Aftermath of the Deluge

Spike Lee's When the Levees Broke: A Requiem in Four Acts

Next Monday and Tuesday HBO airs Spike Lee’s four-hour documentary on Katrina-ravaged New Orleans, When the Levees Broke: A Requiem in Four Acts, and it’s an exhaustive, ruminative, angry and even occasionally gallows-humorous account of the strange domino effect of tragedy compounding incompetence compounding tragedy that dealt a critical blow to one of America’s great cities.
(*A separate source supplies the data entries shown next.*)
//! Built-in plugins shipped with the Alloy plugin runtime.
//!
//! | Plugin | Description |
//! |--------|-------------|
//! | [`inject::InjectPlugin`] | Config-driven static context injections (spec §6) |

pub mod inject;

pub use inject::InjectPlugin;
Lee’s complex bona fides as a provocateur filmmaker on the frontlines of black America’s concerns gave him unique access to residents with very particular tales of horror and outrage, and despite the flare-ups of city pride from natives who try to send a message of you-can’t-kill-us rejuvenation, the overall effect of the film is a case study in how dispassionate leaders sow mistrust in their most needy citizens. (Big surprise: They don’t do anything.) The film also does a significant job of shaking awake the fortunate among us — those of us who only read news reports, witnessed slide shows of devastation on TV and made our own well-meaning “heckuva job” jokes with friends — into realizing the grievous magnitude of what transpired there. In other words, if you think the first two hours — the hurricane, the floods, the convention center, the absent FEMA — is the disturbing part, brace yourself for the stories in the last two hours: dispersed families, stagnant rebuilding efforts, people finding the dead bodies of their loved ones in houses that were carelessly marked by search teams as having no corpses, the special hell of dealing with insurance companies, etc. Lee has hinted in the press that he’d like to follow up in future years with those he met to check on their progress, à la Michael Apted’s legendary “Seven Up!” films. It’s a thrilling prospect: Let’s hope future installments don’t require a reprise of “Do You Know What It Means to Miss New Orleans?” and maybe instead merit a rousing “When the Saints Go Marching In.”